1) Tidwell v. Pritchett-Moore, Inc., Nos. 2070966, 2071100 (Ala. Civ. App. Dec. 19, 2008).
The appellant here saw the Court of Civil Appeals turn aside two of her arguments as insufficiently advanced or preserved. She first argued that the trial court had wrongly determined that one of her claims had not been presented in her complaint. She pressed this argument in her main appellate brief, but “fail[ed] to cite any legal authority” supporting it. The appellate court deemed the argument waived. See Ala. R. App. P. 28(a)(10).
She then argued that the trial court had erroneously entered a judgment on the merits of her claims before addressing her request for class certification. She did not object to this in the trial court, however, raising the issue for the first time only on appeal. The appellate court declined to “address an issue not presented to [the] trial court.”
2) Starr v. Wilson, Nos. 2070281, 2070731 (Ala. Civ. App. Dec. 19, 2008).
A trial court purported to grant one and deny another post-judgment motion after the 90-day automatic-denial deadline of Rule 59.1 had passed. This attempted disposition was a “nullity.” Such cases often involve late appeals, with appellants measuring their deadline to appeal from the date of the inoperative circuit-court order. Here, however, the appellant filed a timely appeal once its post-judgment motion was denied by operation of law.
3) Grelier v. Grelier, No. 2060810 (Ala. Civ. App. Dec. 19, 2008).
A husband cross-appealed aspects of the trial court’s divorce judgment. While he described his various contentions in his appellate docketing statement, he “failed to present those issues or arguments in his appellate brief.” The Court of Civil Appeals declined to consider his arguments. That court “has consistently held that when a party does not make an argument or cite any authority to support an allegation of error, that allegation of error is deemed waived on appeal.”
4) Ex parte Riley, No. 1071702 (Ala. Dec. 19, 2008).

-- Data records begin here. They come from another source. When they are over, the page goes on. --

//! Config command implementation.

use crate::cli::{ConfigAction, Output};
use crate::config::Settings;
use anyhow::Result;
use std::path::PathBuf;

/// Run the config command.
///
/// `config_path` is the `--config` override, if one was given.
pub fn run_config(action: &ConfigAction, settings: &Settings, config_path: Option<&str>) -> Result<()> {
    let config_path = config_path
        .map(Settings::expand_path)
        .unwrap_or_else(Settings::default_config_path);

    match action {
        ConfigAction::Show => {
            let toml_str = toml::to_string_pretty(settings)
                .map_err(|e| anyhow::anyhow!("Failed to serialize config: {}", e))?;
            println!("{}", toml_str);
        }

        ConfigAction::Path => {
            println!("{}", config_path.display());
        }

        ConfigAction::Init { force } => {
            init_config(&config_path, *force)?;
        }
    }

    Ok(())
}

/// Write the default configuration. Returns whether a file was written.
fn init_config(path: &PathBuf, force: bool) -> Result<bool> {
    if path.exists() && !force {
        Output::warning(&format!(
            "Config already exists at {}. Use --force to overwrite.",
            path.display()
        ));
        return Ok(false);
    }

    Settings::default().save_to(path)?;
    Output::success(&format!("Wrote default config to {}", path.display()));
    Ok(true)
}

Of general political interest is Ex parte Riley. State legislators sued the Governor over his veto of one section of the general appropriations bill for Fiscal Year 2009. That section required the Governor to fund certain agencies at levels guaranteed by the Legislature while apportioning any shortfall among other departments. The Governor argued that the Legislature could not compel a preferential apportionment. If funds were insufficient to meet the State’s expenses, the Governor urged, constitutional and statutory law required that available funds be divided proportionately among all State agencies.

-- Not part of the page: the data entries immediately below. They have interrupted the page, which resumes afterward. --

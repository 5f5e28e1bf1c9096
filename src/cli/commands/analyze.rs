//! Analyze command implementation.

use crate::cli::preflight::{self, Operation};
use crate::cli::Output;
use crate::config::{Prompts, Settings};
use crate::knowledge::KnowledgeContext;
use crate::orchestrator::Orchestrator;
use crate::report::AnalysisReport;
use crate::transcription::{SourceRouter, TextSource, TranscriptSource, UploadKind};
use anyhow::Result;
use std::path::Path;

/// Run the analyze command.
pub async fn run_analyze(
    input: &str,
    text: bool,
    knowledge: Option<&str>,
    json: bool,
    settings: &Settings,
) -> Result<()> {
    let as_text = text || UploadKind::from_filename(input) == UploadKind::Text;
    let operation = if as_text {
        Operation::AnalyzeText
    } else {
        Operation::AnalyzeRecording
    };

    // Pre-flight checks
    if let Err(e) = preflight::check(operation, settings) {
        Output::error(&format!("{}", e));
        return Err(e.into());
    }

    let report = match analyze_file(input, as_text, knowledge, json, settings).await {
        Ok(report) => report,
        Err(e) => {
            Output::error(&format!("Analysis failed: {}", e));
            return Err(e);
        }
    };

    if json {
        println!("{}", serde_json::to_string_pretty(&report)?);
    } else {
        Output::report(&report);
        println!();
    }

    Ok(())
}

async fn analyze_file(
    input: &str,
    as_text: bool,
    knowledge: Option<&str>,
    quiet: bool,
    settings: &Settings,
) -> Result<AnalysisReport> {
    let path = Settings::expand_path(input);
    let bytes = std::fs::read(&path)
        .map_err(|e| anyhow::anyhow!("Failed to read {}: {}", path.display(), e))?;
    let filename = file_name(&path, input);

    let knowledge = match knowledge {
        Some(playbook) => KnowledgeContext::load(&Settings::expand_path(playbook))?,
        None => KnowledgeContext::from_settings(settings)?,
    };

    let prompts = Prompts::load(
        settings.prompts.custom_dir.as_deref(),
        Some(&settings.prompts.variables),
    )?;
    let orchestrator = Orchestrator::from_settings(settings, &prompts)?;

    let source: Box<dyn TranscriptSource> = if as_text {
        Box::new(TextSource)
    } else {
        let router = SourceRouter::from_settings(settings, &prompts)?;
        if !quiet {
            Output::info(&format!("Transcribing with {}", router.audio_provider()));
        }
        Box::new(router)
    };

    let spinner = (!quiet).then(|| Output::spinner(&format!("Analyzing {}...", filename)));
    let result = orchestrator
        .analyze_recording(source.as_ref(), &bytes, &filename, &knowledge)
        .await;
    if let Some(spinner) = spinner {
        spinner.finish_and_clear();
    }

    Ok(result?)
}

fn file_name(path: &Path, fallback: &str) -> String {
    path.file_name()
        .map(|name| name.to_string_lossy().into_owned())
        .unwrap_or_else(|| fallback.to_string())
}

The Governor sought a writ of mandamus directing the trial court to dismiss the case for lack of subject matter jurisdiction. The sole issue before the Alabama Supreme Court was whether the case was ripe for judicial review. To be ripe, a case “must concern a dispute that is a real and substantial controversy admitting of specific relief through a [judgment].” (Quotations omitted.) Merely “anticipated controversies” are not ripe.
The Governor argued that the case was not ripe because the apportionment provision of the vetoed section would be triggered only if general revenues were insufficient to fund the various appropriations whose levels were not guaranteed. Because funds had not yet been determined insufficient, the Governor reasoned, his veto had “not created an actual controversy.”

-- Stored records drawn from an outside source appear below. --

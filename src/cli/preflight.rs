//! Pre-flight checks before expensive operations.
//!
//! Validates that required configuration is available before starting
//! operations that would otherwise fail midway.

use crate::config::{AgentBackend, Settings, TranscriptionProvider};
use crate::error::{CoachError, Result};
use crate::openai::is_api_key_configured;

/// Requirements for different operations.
#[derive(Debug, Clone, Copy)]
pub enum Operation {
    /// Analyzing a recording needs the transcription provider and the agents.
    AnalyzeRecording,
    /// Analyzing a text transcript needs only the agents.
    AnalyzeText,
    /// The server accepts both recordings and transcripts.
    Serve,
}

/// Run pre-flight checks for the given operation.
///
/// Returns Ok(()) if all checks pass, or an error describing what's missing.
pub fn check(operation: Operation, settings: &Settings) -> Result<()> {
    let needs_transcription = matches!(operation, Operation::AnalyzeRecording | Operation::Serve);

    if needs_transcription && settings.transcription.provider == TranscriptionProvider::Whisper {
        check_api_key("transcription provider 'whisper'")?;
    }
    if settings.agents.backend == AgentBackend::Llm {
        check_api_key("agent backend 'llm'")?;
    }
    if let Some(path) = settings.playbook_path() {
        if !path.exists() {
            return Err(CoachError::Config(format!(
                "Playbook file not found: {}",
                path.display()
            )));
        }
    }
    Ok(())
}

/// Check if OpenAI API key is configured.
fn check_api_key(needed_by: &str) -> Result<()> {
    if is_api_key_configured() {
        return Ok(());
    }
    Err(CoachError::Config(format!(
        "OPENAI_API_KEY not set (required by {}). Set it with: export OPENAI_API_KEY='sk-...'",
        needed_by
    )))
}

#[cfg(test)]
mod tests {
    use super::*;

    #[test]
    fn test_heuristic_text_analysis_has_no_requirements() {
        assert!(check(Operation::AnalyzeText, &Settings::default()).is_ok());
    }

    #[test]
    fn test_demo_provider_needs_no_key() {
        let mut settings = Settings::default();
        settings.transcription.provider = TranscriptionProvider::Demo;
        assert!(check(Operation::Serve, &settings).is_ok());
    }

    #[test]
    fn test_missing_playbook_reported() {
        let mut settings = Settings::default();
        settings.knowledge.playbook_path = Some("/nonexistent/playbook.md".to_string());
        let err = check(Operation::AnalyzeText, &settings).unwrap_err();
        assert!(err.to_string().contains("Playbook file not found"));
    }
}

The state’s high court disagreed. Writing per curiam, the Court found that the Governor’s veto created a situation in which State agencies were “presently allocating and spending operating expenses according to . . . inaccurate information.” The Governor’s veto, the Court continued, “immediately raises a dispute as to whether those State agencies that are not protected under” the guaranteed-funding mandate of the vetoed provision “are presently operating on budgets that, if Governor Riley’s veto is held to be invalid, will exhaust their available funds before the end of the fiscal year.” This was a dispute ripe for judicial review. The Court thus declined to order the trial court to dismiss the case for want of subject matter jurisdiction.